Background information
- Also known as: Oswin Mackintosh
- Born: 23 February 1976 (age 50) Inverness, Scotland
- Genres: Film score, video game score, jazz, electronic, new-age, ambient, rock, alternative rock, electronic rock, synthwave, EDM
- Occupations: Composer, music producer
- Instruments: Piano, keyboards, synthesizer, guitar
- Years active: 1999–present
- Website: Official website

= Lorne Balfe =

Scottish composer (born 1976)

Lorne Balfe (born 23 February 1976) is a Scottish composer of film, television, and video game score.

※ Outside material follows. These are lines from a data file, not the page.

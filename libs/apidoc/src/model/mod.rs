//! Author-side building blocks of a document: the values route declarations
//! and top-level metadata are made of.

mod content;
mod info;
mod parameter;
mod response;
mod server;
mod tag;

pub use content::{media_type, Content};
pub use info::{Contact, Info, InfoObject, License};
pub use parameter::{ParamLocation, Parameter};
pub use response::{RequestBody, Response};
pub use server::{Server, ServerVariable};
pub use tag::{ExternalDocs, Tag};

==Early life and education==
Balfe was born in Inverness, Scotland. He went to Fettes College in Edinburgh, where he had a music scholarship.

==Career==
A veteran of Hans Zimmer's Remote Control Productions, Balfe's scoring credits include the films Terminator Genisys, 13 Hours: The Secret Soldiers of Benghazi, The Lego Batman Movie, Mission: Impossible – Fallout and its sequel Mission: Impossible – Dead Reckoning Part One, Bad Boys for Life and its sequel Bad Boys: Ride or Die, Black Widow, Black Adam, Rumble, Dungeons & Dragons: Honor Among Thieves, Gran Turismo, Argylle, Beverly Hills Cop: Axel F, The Naked Gun, The Cat in the Hat, and three DreamWorks Animation films, including Megamind, Penguins of Madagascar, Home.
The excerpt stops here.